### What the task requires:
If a line in the records below contains the word "newer", copy it.

[Stored items]
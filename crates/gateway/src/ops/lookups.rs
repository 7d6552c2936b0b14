//! Lookup list operations (`/Lookups/<name>` plus the degree→track
//! cascade endpoint).

use qabul_core::lookups::{LookupKind, LookupOption};
use qabul_core::DbId;

use crate::client::Gateway;
use crate::envelope::Outcome;
use crate::messages::{op_failed, verb};

impl Gateway {
    /// Fetch one lookup reference list.
    pub async fn lookup(&self, kind: LookupKind) -> Outcome<Vec<LookupOption>> {
        self.send(
            self.http().get(self.url(&format!("Lookups/{}", kind.path()))),
            &op_failed(verb::LOAD, kind.label()),
        )
        .await
    }

    /// Tracks valid under a given degree, for the dependent track select.
    pub async fn msarat_by_degree(&self, degree_id: DbId) -> Outcome<Vec<LookupOption>> {
        self.send(
            self.http()
                .get(self.url("Lookups/GetMsaratByDegreeId"))
                .query(&[("degreeId", degree_id)]),
            &op_failed(verb::LOAD, "المسارات"),
        )
        .await
    }
}
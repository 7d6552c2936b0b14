//! Management container: the per-entity orchestrator.
//!
//! Owns the authoritative client-side copy of one entity collection and
//! coordinates the list view, the add/edit form, the delete confirmation
//! dialog, and toast messages. Every asynchronous operation is tagged
//! with a request generation; a completion whose generation no longer
//! matches the container's is discarded, so a stale response can never
//! overwrite newer state.

use qabul_core::table::TableState;
use qabul_gateway::messages::{op_failed, verb};
use qabul_gateway::Outcome;

use crate::dialog::ConfirmDialog;
use crate::ops::EntityOps;
use crate::toast::ToastTray;

/// Coarse activity phase of the container.
#[derive(Debug, Clone, Copy, PartialEq, Eq)]
pub enum Phase {
    Idle,
    /// Initial or full collection fetch in flight.
    Loading,
    /// A create / update / delete in flight.
    Saving,
}

/// Which form modal is open, if any.
#[derive(Debug, Clone)]
pub enum FormMode<E> {
    Add,
    Edit(E),
}

/// How a finished mutation was reconciled into the local collection.
#[derive(Debug, Clone, Copy, PartialEq, Eq)]
pub enum Reconcile {
    /// The server returned the authoritative entity; the list was patched.
    Patched,
    /// The response omitted the entity body; caller must reload the list.
    NeedsReload,
    /// The backend rejected the operation; nothing changed.
    Rejected,
    /// A newer operation superseded this completion; it was discarded.
    Stale,
}

/// Management container for one entity family.
pub struct Management<O: EntityOps> {
    ops: O,
    pub items: Vec<O::Entity>,
    pub phase: Phase,
    pub form: Option<FormMode<O::Entity>>,
    /// Inline banner shown in the open form after a rejected submit.
    pub form_error: Option<String>,
    pub dialog: ConfirmDialog<O::Entity>,
    pub table: TableState,
    pub toasts: ToastTray,
    generation: u64,
}

impl<O: EntityOps> Management<O> {
    pub fn new(ops: O) -> Self {
        Self {
            ops,
            items: Vec::new(),
            phase: Phase::Idle,
            form: None,
            form_error: None,
            dialog: ConfirmDialog::new(),
            table: TableState::new(),
            toasts: ToastTray::new(),
            generation: 0,
        }
    }

    pub fn ops(&self) -> &O {
        &self.ops
    }

    fn bump(&mut self) -> u64 {
        self.generation += 1;
        self.generation
    }

    // -----------------------------------------------------------------
    // Collection loading
    // -----------------------------------------------------------------

    /// Start a collection fetch; returns the generation to hand back to
    /// [`finish_load`](Self::finish_load).
    pub fn begin_load(&mut self) -> u64 {
        self.phase = Phase::Loading;
        self.bump()
    }

    /// Apply a finished collection fetch, unless it has gone stale.
    pub fn finish_load(&mut self, generation: u64, outcome: Outcome<Vec<O::Entity>>) {
        if generation != self.generation {
            tracing::debug!(generation, current = self.generation, "discarding stale load");
            return;
        }
        self.phase = Phase::Idle;
        if outcome.success {
            self.items = outcome.data.unwrap_or_default();
            self.table.reset_page();
        } else {
            let fallback = op_failed(verb::LOAD, self.ops.label());
            self.toasts.error(outcome.message_or(&fallback).to_string());
        }
    }

    /// Fetch the collection and apply it.
    pub async fn load(&mut self) {
        let generation = self.begin_load();
        let outcome = self.ops.list().await;
        self.finish_load(generation, outcome);
    }

    // -----------------------------------------------------------------
    // Modal lifecycle
    // -----------------------------------------------------------------

    pub fn open_add(&mut self) {
        self.form = Some(FormMode::Add);
        self.form_error = None;
    }

    pub fn open_edit(&mut self, row: O::Entity) {
        self.form = Some(FormMode::Edit(row));
        self.form_error = None;
    }

    pub fn close_form(&mut self) {
        self.form = None;
        self.form_error = None;
    }

    pub fn open_delete(&mut self, row: O::Entity) {
        self.dialog.open(row);
    }

    // -----------------------------------------------------------------
    // Mutations
    // -----------------------------------------------------------------

    /// Apply a finished create, unless stale.
    pub fn finish_create(&mut self, generation: u64, outcome: Outcome<O::Entity>) -> Reconcile {
        if generation != self.generation {
            tracing::debug!(generation, current = self.generation, "discarding stale create");
            return Reconcile::Stale;
        }
        self.phase = Phase::Idle;
        if !outcome.success {
            let fallback = op_failed(verb::ADD, self.ops.label());
            let message = outcome.message_or(&fallback).to_string();
            self.form_error = Some(message.clone());
            self.toasts.error(message);
            return Reconcile::Rejected;
        }
        self.close_form();
        self.toasts.success("تمت الإضافة بنجاح");
        match outcome.data {
            Some(entity) => {
                self.items.push(entity);
                self.table.reset_page();
                Reconcile::Patched
            }
            None => Reconcile::NeedsReload,
        }
    }

    /// Submit the add form. On success the modal closes and the list is
    /// patched with the server's entity (or reloaded when the response
    /// omitted it); on failure the modal stays open with an inline error.
    pub async fn submit_create(&mut self, input: O::Create) {
        self.phase = Phase::Saving;
        let generation = self.bump();
        let outcome = self.ops.create(&input).await;
        if self.finish_create(generation, outcome) == Reconcile::NeedsReload {
            self.load().await;
        }
    }

    /// Apply a finished update, unless stale.
    pub fn finish_update(&mut self, generation: u64, outcome: Outcome<O::Entity>) -> Reconcile {
        if generation != self.generation {
            tracing::debug!(generation, current = self.generation, "discarding stale update");
            return Reconcile::Stale;
        }
        self.phase = Phase::Idle;
        if !outcome.success {
            let fallback = op_failed(verb::UPDATE, self.ops.label());
            let message = outcome.message_or(&fallback).to_string();
            self.form_error = Some(message.clone());
            self.toasts.error(message);
            return Reconcile::Rejected;
        }
        self.close_form();
        self.toasts.success("تم التعديل بنجاح");
        match outcome.data {
            Some(entity) => {
                let key = O::key(&entity);
                match self.items.iter_mut().find(|e| O::key(e) == key) {
                    Some(slot) => {
                        *slot = entity;
                        Reconcile::Patched
                    }
                    // Row vanished locally; resync with the server.
                    None => Reconcile::NeedsReload,
                }
            }
            None => Reconcile::NeedsReload,
        }
    }

    /// Submit the edit form; same close/stay-open policy as create.
    pub async fn submit_update(&mut self, input: O::Update) {
        self.phase = Phase::Saving;
        let generation = self.bump();
        let outcome = self.ops.update(&input).await;
        if self.finish_update(generation, outcome) == Reconcile::NeedsReload {
            self.load().await;
        }
    }

    /// Confirm the pending delete. The dialog closes only on success; a
    /// rejected delete leaves the row in place and the dialog open with
    /// the backend's message verbatim.
    pub async fn confirm_delete(&mut self) {
        let key = match self.dialog.target() {
            Some(target) => O::key(target),
            None => return,
        };
        self.dialog.begin();
        self.phase = Phase::Saving;
        let generation = self.bump();

        let outcome = self.ops.delete(&key).await;

        if generation != self.generation {
            tracing::debug!(generation, current = self.generation, "discarding stale delete");
            return;
        }
        self.phase = Phase::Idle;
        if outcome.success {
            self.items.retain(|e| O::key(e) != key);
            self.table.reset_page();
            self.dialog.succeed();
            self.toasts.success("تم الحذف بنجاح");
        } else {
            let fallback = op_failed(verb::DELETE, self.ops.label());
            let message = outcome.message_or(&fallback).to_string();
            self.dialog.fail(message.clone());
            self.toasts.error(message);
        }
    }

    // -----------------------------------------------------------------
    // List state
    // -----------------------------------------------------------------

    /// Update the search query; the table resets to page 1 on change.
    pub fn set_search(&mut self, query: impl Into<String>) {
        self.table.set_query(query);
    }
}
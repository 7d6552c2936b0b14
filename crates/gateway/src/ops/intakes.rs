//! Intake (admission cycle) operations.

use qabul_core::models::{CreateIntake, Intake, UpdateIntake};
use qabul_core::DbId;

use crate::client::Gateway;
use crate::envelope::Outcome;
use crate::messages::{op_failed, verb};

impl Gateway {
    pub async fn list_intakes(&self) -> Outcome<Vec<Intake>> {
        self.send(
            self.http().get(self.url("Intake")),
            &op_failed(verb::LOAD, "الدفعات"),
        )
        .await
    }

    pub async fn add_intake(&self, input: &CreateIntake) -> Outcome<Intake> {
        self.send(
            self.http().post(self.url("Intake")).json(input),
            &op_failed(verb::ADD, "الدفعة"),
        )
        .await
    }

    pub async fn update_intake(&self, input: &UpdateIntake) -> Outcome<Intake> {
        self.send(
            self.http().put(self.url("Intake")).json(input),
            &op_failed(verb::UPDATE, "الدفعة"),
        )
        .await
    }

    pub async fn delete_intake(&self, id: DbId) -> Outcome<()> {
        self.send_empty(
            self.http().delete(self.url(&format!("Intake/{id}"))),
            &op_failed(verb::DELETE, "الدفعة"),
        )
        .await
    }
}
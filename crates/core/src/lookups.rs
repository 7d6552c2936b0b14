//! Lookup reference lists used to populate dependent selects.
//!
//! A lookup is a small `{id, name}` list fetched from the backend's
//! `/Lookups/<name>` endpoints; it is read-only from the consuming form.

use serde::{Deserialize, Serialize};

use crate::types::DbId;

/// One option of a lookup list.
///
/// The backend is inconsistent about field casing across lookup endpoints,
/// hence the aliases.
#[derive(Debug, Clone, PartialEq, Eq, Serialize, Deserialize)]
pub struct LookupOption {
    #[serde(alias = "Id")]
    pub id: DbId,
    #[serde(alias = "Name", alias = "name")]
    pub name: String,
}

/// Every lookup list the portal's forms depend on.
#[derive(Debug, Clone, Copy, PartialEq, Eq, Hash)]
pub enum LookupKind {
    Universities,
    Colleges,
    Departments,
    Degrees,
    Majors,
    Grades,
    Msarat,
    Semesters,
    Languages,
    Programs,
    Intakes,
    Statuses,
    Nationalities,
    MilitaryServices,
    Qualifications,
}

impl LookupKind {
    /// Path segment under `/Lookups/` for this list.
    pub fn path(self) -> &'static str {
        match self {
            LookupKind::Universities => "universities",
            LookupKind::Colleges => "colleges",
            LookupKind::Departments => "departments",
            LookupKind::Degrees => "degrees",
            LookupKind::Majors => "majors",
            LookupKind::Grades => "grades",
            LookupKind::Msarat => "masars",
            LookupKind::Semesters => "semesters",
            LookupKind::Languages => "languages",
            LookupKind::Programs => "Programs",
            LookupKind::Intakes => "Intakes",
            LookupKind::Statuses => "statuses",
            LookupKind::Nationalities => "nationalities",
            LookupKind::MilitaryServices => "militaryServices",
            LookupKind::Qualifications => "Qualifications",
        }
    }

    /// Arabic label used in user-facing lookup failure messages.
    pub fn label(self) -> &'static str {
        match self {
            LookupKind::Universities => "الجامعات",
            LookupKind::Colleges => "الكليات",
            LookupKind::Departments => "الأقسام",
            LookupKind::Degrees => "الدرجات العلمية",
            LookupKind::Majors => "التخصصات",
            LookupKind::Grades => "التقديرات",
            LookupKind::Msarat => "المسارات",
            LookupKind::Semesters => "الفصول الدراسية",
            LookupKind::Languages => "اللغات",
            LookupKind::Programs => "البرامج",
            LookupKind::Intakes => "الدفعات",
            LookupKind::Statuses => "الحالات",
            LookupKind::Nationalities => "الجنسيات",
            LookupKind::MilitaryServices => "الخدمة العسكرية",
            LookupKind::Qualifications => "المؤهلات",
        }
    }
}
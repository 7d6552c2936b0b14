//! Student operations. Students are keyed by national id.

use qabul_core::models::{CreateStudent, Student};

use crate::client::Gateway;
use crate::envelope::Outcome;
use crate::messages::{op_failed, verb};

impl Gateway {
    pub async fn list_students(&self) -> Outcome<Vec<Student>> {
        self.send(
            self.http().get(self.url("Student")),
            &op_failed(verb::LOAD, "الطلاب"),
        )
        .await
    }

    pub async fn get_student(&self, national_id: &str) -> Outcome<Student> {
        self.send(
            self.http()
                .get(self.url(&format!("Student/getByNationalNum/{national_id}"))),
            &op_failed(verb::LOAD, "الطالب"),
        )
        .await
    }

    pub async fn add_student(&self, input: &CreateStudent) -> Outcome<Student> {
        self.send(
            self.http().post(self.url("Student/add")).json(input),
            &op_failed(verb::ADD, "الطالب"),
        )
        .await
    }

    pub async fn delete_student(&self, national_id: &str) -> Outcome<()> {
        self.send_empty(
            self.http()
                .delete(self.url(&format!("Student/{national_id}"))),
            &op_failed(verb::DELETE, "الطالب"),
        )
        .await
    }
}
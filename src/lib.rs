//! Path argument validation for file tools
//!
//! Validates and normalizes filesystem path arguments before a wrapped
//! operation runs.

pub mod config;
pub mod error;
pub mod path_args;
pub mod storage;
pub mod utils;

pub use config::ValidatorConfig;
pub use error::FileToolError;
pub use path_args::{Arg, PathValidator, ValidatedOperation, validate_path};
//! Positional argument values
//!
//! Arguments are dynamically typed so the validator can tell text, which
//! it treats as a path, from everything else, which it passes through.

use std::fmt;

/// A single positional argument of a wrapped call
#[derive(Debug, Clone, PartialEq)]
pub enum Arg {
    Text(String),
    Int(i64),
    Float(f64),
    Bool(bool),
    None,
}

impl Arg {
    /// Returns the text value, if this argument is text
    pub fn as_text(&self) -> Option<&str> {
        match self {
            Arg::Text(s) => Some(s),
            _ => None,
        }
    }

    pub fn is_text(&self) -> bool {
        matches!(self, Arg::Text(_))
    }

    /// Consumes the argument, returning the text value if it is text
    pub fn into_text(self) -> Option<String> {
        match self {
            Arg::Text(s) => Some(s),
            _ => None,
        }
    }
}

impl fmt::Display for Arg {
    fn fmt(&self, f: &mut fmt::Formatter<'_>) -> fmt::Result {
        match self {
            Arg::Text(s) => write!(f, "{}", s),
            Arg::Int(i) => write!(f, "{}", i),
            Arg::Float(x) => write!(f, "{}", x),
            Arg::Bool(b) => write!(f, "{}", b),
            Arg::None => write!(f, "None"),
        }
    }
}

impl From<&str> for Arg {
    fn from(value: &str) -> Self {
        Arg::Text(value.to_string())
    }
}

impl From<String> for Arg {
    fn from(value: String) -> Self {
        Arg::Text(value)
    }
}

impl From<i64> for Arg {
    fn from(value: i64) -> Self {
        Arg::Int(value)
    }
}

impl From<i32> for Arg {
    fn from(value: i32) -> Self {
        Arg::Int(value.into())
    }
}

impl From<f64> for Arg {
    fn from(value: f64) -> Self {
        Arg::Float(value)
    }
}

impl From<bool> for Arg {
    fn from(value: bool) -> Self {
        Arg::Bool(value)
    }
}

impl<T: Into<Arg>> From<Option<T>> for Arg {
    fn from(value: Option<T>) -> Self {
        value.map_or(Arg::None, Into::into)
    }
}
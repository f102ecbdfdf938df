//! Error types
//!
//! Defines the error type raised while validating path arguments.

use std::fmt;
use std::io;
use std::path::PathBuf;

/// Errors raised by path argument validation
#[derive(Debug)]
pub enum FileToolError {
    /// The path contains a character that is not allowed in file names
    InvalidCharacter { path: String, character: char },
    /// The parent directory of the path could not be created
    DirectoryCreation { path: String, source: io::Error },
    /// The current working directory could not be read to resolve a relative path
    WorkingDirectory(io::Error),
    /// The resolved path is not valid UTF-8 and cannot be passed on as text
    NonUtf8Path(PathBuf),
    /// The validator configuration was rejected
    InvalidConfig(String),
}

impl fmt::Display for FileToolError {
    fn fmt(&self, f: &mut fmt::Formatter<'_>) -> fmt::Result {
        match self {
            FileToolError::InvalidCharacter { path, character } => {
                write!(f, "Invalid character '{}' in path: {}", character, path)
            }
            FileToolError::DirectoryCreation { path, source } => {
                write!(f, "Failed to create directory {}: {}", path, source)
            }
            FileToolError::WorkingDirectory(e) => {
                write!(f, "Cannot resolve current working directory: {}", e)
            }
            FileToolError::NonUtf8Path(p) => {
                write!(f, "Path is not valid UTF-8: {}", p.display())
            }
            FileToolError::InvalidConfig(msg) => write!(f, "Invalid configuration: {}", msg),
        }
    }
}

impl std::error::Error for FileToolError {
    fn source(&self) -> Option<&(dyn std::error::Error + 'static)> {
        match self {
            FileToolError::DirectoryCreation { source, .. } => Some(source),
            FileToolError::WorkingDirectory(e) => Some(e),
            _ => None,
        }
    }
}

impl From<config::ConfigError> for FileToolError {
    fn from(error: config::ConfigError) -> Self {
        FileToolError::InvalidConfig(error.to_string())
    }
}
//! Path argument validation
//!
//! Wraps operations so that selected positional arguments are validated
//! and normalized into absolute paths before the operation runs.

mod arg;
mod validator;
mod wrapped;

// Re-export public types
pub use arg::Arg;
pub use validator::PathValidator;
pub use wrapped::ValidatedOperation;

/// Wraps `operation` with a validator for the given argument positions
pub fn validate_path<F, I>(path_args: I, operation: F) -> ValidatedOperation<F>
where
    I: IntoIterator<Item = usize>,
{
    PathValidator::new(path_args).wrap(operation)
}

### Exercise answer:
//! overwrite newer state.
    /// A newer operation superseded this completion; it was discarded.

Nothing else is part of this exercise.